The fitted models are reported as contour plots for two of the four variables (two out of the four variables D, M, N and T), fixing the other two at specific values. For analysis, we centered M at 350, T at 2010 and D at 120. This linear shift is intended to numerically stabilize the regression analysis. It does not affect slope estimates but does shift the intercept. The fitted values are not affected.
The statistical analysis were performed using ASReml 4.2 standalone for analysis and PROC RSREG in SAS for graphics.
Note, that in exploring possible temporal trends the effect of a total of 58 annual and monthly environmental factors (see examples in Fig.
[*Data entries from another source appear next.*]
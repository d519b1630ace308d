//! The playable card and its load lifecycle.
//!
//! [`BingoCard`] owns every piece of per-card state (grid, marks, completed
//! lines, alert) plus the random source used to deal it. Commands mutate
//! that state synchronously; queries read it. [`CardPhase`] wraps the one
//! asynchronous step, fetching the show, and settles into `Ready` or
//! `Failed`.

use crate::alert::{AlertCoordinator, AlertVisibility};
use crate::cell::CellIndex;
use crate::error::CardError;
use crate::grid::{Grid, PhrasePool};
use crate::invariants::{CardInvariants, InvariantSet};
use crate::lines::{self, WinLineId};
use crate::selection::SelectionState;
use crate::show::{ShowId, ShowProvider, ShowRecord};
use rand::rngs::StdRng;
use rand::{Rng, SeedableRng};
use std::collections::BTreeSet;
use tracing::{debug, info, instrument, warn};

/// What a single toggle changed.
#[derive(Debug, Clone, Copy, PartialEq, Eq)]
pub struct ToggleOutcome {
    /// Whether the cell is marked after the toggle.
    pub marked: bool,
    /// Number of completed lines after the toggle.
    pub lines: usize,
    /// Whether this toggle raised the bingo alert.
    pub bingo: bool,
}

/// A dealt bingo card and everything the player has done to it.
#[derive(Debug, Clone)]
pub struct BingoCard<R = StdRng> {
    pub(crate) show: ShowRecord,
    pub(crate) pool: PhrasePool,
    pub(crate) grid: Grid,
    pub(crate) selection: SelectionState,
    pub(crate) winning_lines: BTreeSet<WinLineId>,
    pub(crate) alert: AlertCoordinator,
    rng: R,
}

impl BingoCard<StdRng> {
    /// Deals a card with a deterministic random source.
    ///
    /// # Errors
    ///
    /// Returns [`CardError::InsufficientPhrases`] if the show has fewer than 24 phrases.
    pub fn seeded(show: ShowRecord, seed: u64) -> Result<Self, CardError> {
        Self::new(show, StdRng::seed_from_u64(seed))
    }
}

impl<R: Rng> BingoCard<R> {
    /// Deals a card from a show using the given random source.
    ///
    /// The card starts with only the free space marked and the alert hidden.
    ///
    /// # Errors
    ///
    /// Returns [`CardError::InsufficientPhrases`] if the show has fewer than 24 phrases.
    #[instrument(skip(show, rng), fields(phrases = show.phrases().len()))]
    pub fn new(show: ShowRecord, mut rng: R) -> Result<Self, CardError> {
        let pool = PhrasePool::new(show.phrases())?;
        let grid = Grid::deal(&pool, show.center_label(), &mut rng);
        let selection = SelectionState::initial();
        let winning_lines = lines::evaluate(&selection);

        info!(center = show.center_label(), "Dealt new card");
        let card = Self {
            show,
            pool,
            grid,
            selection,
            winning_lines,
            alert: AlertCoordinator::new(),
            rng,
        };
        card.check_invariants();
        Ok(card)
    }

    /// Marks or unmarks a cell, re-evaluates the winning lines, and raises
    /// the alert if a new line was completed.
    #[instrument(skip(self))]
    pub fn toggle(&mut self, cell: CellIndex) -> ToggleOutcome {
        let previous = std::mem::take(&mut self.winning_lines);
        let marked = self.selection.toggle(cell);
        self.winning_lines = lines::evaluate(&self.selection);
        let bingo = self.alert.on_result(&previous, &self.winning_lines);

        debug!(marked, lines = self.winning_lines.len(), bingo, "Toggle applied");
        self.check_invariants();
        ToggleOutcome {
            marked,
            lines: self.winning_lines.len(),
            bingo,
        }
    }

    /// Toggles a cell by raw index.
    ///
    /// # Panics
    ///
    /// Panics if `index` is outside 0-24. A 25-cell card has no other cells,
    /// so this is a caller bug rather than a runtime condition.
    pub fn toggle_index(&mut self, index: usize) -> ToggleOutcome {
        let Some(cell) = CellIndex::new(index) else {
            panic!("cell index {index} is outside the 5x5 card");
        };
        self.toggle(cell)
    }

    /// Deals a new grid from the same phrase pool and starts over with only
    /// the free space marked.
    #[instrument(skip(self))]
    pub fn regenerate(&mut self) {
        self.grid = Grid::deal(&self.pool, self.show.center_label(), &mut self.rng);
        self.start_fresh();
        info!("Card regenerated");
    }

    /// Keeps the grid but clears every mark except the free space.
    #[instrument(skip(self))]
    pub fn reset(&mut self) {
        self.start_fresh();
        info!("Card reset");
    }

    /// Hides the bingo alert.
    #[instrument(skip(self))]
    pub fn dismiss_alert(&mut self) {
        self.alert.dismiss();
    }

    fn start_fresh(&mut self) {
        self.selection.reset();
        self.winning_lines = lines::evaluate(&self.selection);
        self.alert.clear();
        self.check_invariants();
    }
}

impl<R> BingoCard<R> {
    /// Returns the show the card was dealt from.
    pub fn show(&self) -> &ShowRecord {
        &self.show
    }

    /// Returns the current grid.
    pub fn grid(&self) -> &Grid {
        &self.grid
    }

    /// Returns the marked cells.
    pub fn current_selection(&self) -> &BTreeSet<CellIndex> {
        self.selection.marked()
    }

    /// Returns the selection state.
    pub fn selection(&self) -> &SelectionState {
        &self.selection
    }

    /// Returns true if the cell is marked.
    pub fn is_marked(&self, cell: CellIndex) -> bool {
        self.selection.contains(cell)
    }

    /// Returns the completed lines.
    pub fn current_winning_lines(&self) -> &BTreeSet<WinLineId> {
        &self.winning_lines
    }

    /// Returns every cell that belongs to a completed line.
    pub fn winning_cells(&self) -> BTreeSet<CellIndex> {
        lines::winning_cells(&self.winning_lines)
    }

    /// Returns true if the bingo alert is showing.
    pub fn alert_visible(&self) -> bool {
        self.alert.is_visible()
    }

    /// Returns the alert state.
    pub fn alert(&self) -> AlertVisibility {
        self.alert.visibility()
    }

    fn check_invariants(&self) {
        if cfg!(debug_assertions)
            && let Err(violations) = CardInvariants::check_all(self)
        {
            let descriptions = violations
                .iter()
                .map(|v| v.description.as_str())
                .collect::<Vec<_>>()
                .join("; ");
            panic!("Card invariant violated: {descriptions}");
        }
    }
}

/// Where a card is in its load lifecycle.
#[derive(Debug)]
pub enum CardPhase<R = StdRng> {
    /// Waiting on the show provider.
    Loading,
    /// Card dealt and playable.
    Ready(BingoCard<R>),
    /// Fetch or deal failed. Terminal for this load attempt.
    Failed(CardError),
}

impl<R: Rng> CardPhase<R> {
    /// Fetches a show and deals a card from it.
    ///
    /// Makes exactly one fetch attempt. A missing show, a transport failure,
    /// or a pool with fewer than 24 phrases all land in [`CardPhase::Failed`].
    #[instrument(skip(provider, rng), fields(show_id = %id))]
    pub async fn load<P>(provider: &P, id: &ShowId, rng: R) -> Self
    where
        P: ShowProvider + ?Sized,
    {
        info!("Loading show");
        let result = match provider.get_show(id).await {
            Ok(show) => BingoCard::new(show, rng),
            Err(e) => Err(e),
        };

        match result {
            Ok(card) => {
                info!("Card ready");
                CardPhase::Ready(card)
            }
            Err(e) => {
                warn!(error = %e, "Card failed to load");
                CardPhase::Failed(e)
            }
        }
    }
}

impl<R> CardPhase<R> {
    /// Returns true once a card has been dealt.
    pub fn is_ready(&self) -> bool {
        matches!(self, CardPhase::Ready(_))
    }

    /// Returns the card if ready.
    pub fn card(&self) -> Option<&BingoCard<R>> {
        match self {
            CardPhase::Ready(card) => Some(card),
            _ => None,
        }
    }

    /// Returns the card mutably if ready.
    pub fn card_mut(&mut self) -> Option<&mut BingoCard<R>> {
        match self {
            CardPhase::Ready(card) => Some(card),
            _ => None,
        }
    }

    /// Returns the failure if the load failed.
    pub fn error(&self) -> Option<&CardError> {
        match self {
            CardPhase::Failed(e) => Some(e),
            _ => None,
        }
    }

    /// Converts a settled phase into a result. `Loading` has no card yet and
    /// maps to `None`.
    pub fn into_result(self) -> Option<Result<BingoCard<R>, CardError>> {
        match self {
            CardPhase::Loading => None,
            CardPhase::Ready(card) => Some(Ok(card)),
            CardPhase::Failed(e) => Some(Err(e)),
        }
    }
}

impl<R> Default for CardPhase<R> {
    fn default() -> Self {
        CardPhase::Loading
    }
}

#[cfg(test)]
mod tests {
    use super::*;

    fn show(n: usize) -> ShowRecord {
        ShowRecord::new((1..=n).map(|i| format!("P{i}")).collect(), None)
    }

    #[test]
    fn test_new_card_starts_with_center_marked() {
        let card = BingoCard::seeded(show(24), 1).expect("enough phrases");
        assert_eq!(card.current_selection(), &BTreeSet::from([CellIndex::CENTER]));
        assert!(card.current_winning_lines().is_empty());
        assert!(!card.alert_visible());
        assert_eq!(card.grid().center(), "FREE SPACE");
    }

    #[test]
    fn test_toggle_reports_outcome() {
        let mut card = BingoCard::seeded(show(24), 1).expect("enough phrases");
        for i in 0..4 {
            let outcome = card.toggle_index(i);
            assert!(outcome.marked);
            assert!(!outcome.bingo);
        }
        let outcome = card.toggle_index(4);
        assert_eq!(
            outcome,
            ToggleOutcome {
                marked: true,
                lines: 1,
                bingo: true
            }
        );
    }

    #[test]
    #[should_panic(expected = "outside the 5x5 card")]
    fn test_toggle_index_out_of_range_panics() {
        let mut card = BingoCard::seeded(show(24), 1).expect("enough phrases");
        card.toggle_index(25);
    }

    #[test]
    fn test_reset_keeps_grid() {
        let mut card = BingoCard::seeded(show(40), 5).expect("enough phrases");
        let grid = card.grid().clone();
        card.toggle_index(0);
        card.reset();
        assert_eq!(card.grid(), &grid);
        assert_eq!(card.selection(), &SelectionState::initial());
    }

    #[test]
    fn test_regenerate_matches_fresh_card_state() {
        let mut card = BingoCard::seeded(show(40), 5).expect("enough phrases");
        for i in [0, 6, 18, 24] {
            card.toggle_index(i);
        }
        assert!(card.alert_visible());

        card.regenerate();
        let fresh = BingoCard::seeded(show(40), 5).expect("enough phrases");
        assert_eq!(card.selection(), fresh.selection());
        assert_eq!(card.current_winning_lines(), fresh.current_winning_lines());
        assert_eq!(card.alert(), fresh.alert());
    }

    #[test]
    fn test_phase_accessors() {
        let phase: CardPhase = CardPhase::default();
        assert!(!phase.is_ready());
        assert!(phase.card().is_none());
        assert!(phase.into_result().is_none());

        let failed: CardPhase = CardPhase::Failed(CardError::Fetch("offline".to_string()));
        assert_eq!(failed.error(), Some(&CardError::Fetch("offline".to_string())));
    }
}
SM1) was also investigated. These factors were included as covariates in the single response surface model. As detailed in the Discussion section, weather related covariates (Table SM2.) were not used in the final model, since year factor (Y) has been shown to be a reasonably good integrator that aggregates the impact of weather factors and their variations with sufficient statistical confidence.
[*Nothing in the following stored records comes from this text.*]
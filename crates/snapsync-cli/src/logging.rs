use std::env;
use tracing::info;
use tracing_subscriber::prelude::*;
use tracing_subscriber::{fmt, EnvFilter};

pub fn init_logger() -> impl Drop {
    let filter = env::var("TRACING_LEVEL").unwrap_or_else(|_| "info".to_string());
    let filter_layer = EnvFilter::new(filter);

    let log_file_path =
        env::var("LOG_FILE_PATH").unwrap_or_else(|_| "./logs/snapsync.log".to_string());

    let file_appender = tracing_appender::rolling::never("./", log_file_path);
    let (non_blocking, guard) = tracing_appender::non_blocking(file_appender);

    tracing_subscriber::registry()
        .with(
            fmt::layer()
                .with_writer(std::io::stdout)
                .pretty()
                .with_file(false)
                .without_time()
                .with_ansi(true),
        )
        .with(
            fmt::layer()
                .with_writer(non_blocking)
                .with_ansi(false),
        )
        .with(filter_layer)
        .init();

    info!("Tracing is configured for stdout and file logging.");

    guard
}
Though there are many reasons why results from a LTE can be useful for providing useful information on promising measures to adapt to a changing climate; yet, there are also limitations in view of various aspects: (i) shifts in future seasonality (i.e. shifts in rainfall patterns but also frost risk patterns, etc.) that are part of climate change projections, need to be considered when deriving potentially promising adaptation options from experiments conducted historical (past) weather conditions; (ii) effects of elevated atmospheric CO2 concentration: although these have to be considered most for crops of the C3 photosynthetic type (like wheat or barley) (e.g. Lobell and Gourdji 2012; Rötter et al., 1999) elevated CO2 also has beneficial effects on C4 crops like maize, in particular in improving their water use efficiency under drought conditions (e.g. Durand et al., 2018) as is also the case for C3 crops ( O'Leary et al., 2015). To overcome these shortcomings crop growth simulation was used for extrapolating the patterns detected in the LTE results for the future. Crop modeling has the potential to help us understand the relative influence of environmental factors (such as climate and soil) and genotype and management on the outcomes of long-term experiments. For example, Dobermann et al. (2000) explored this in their research.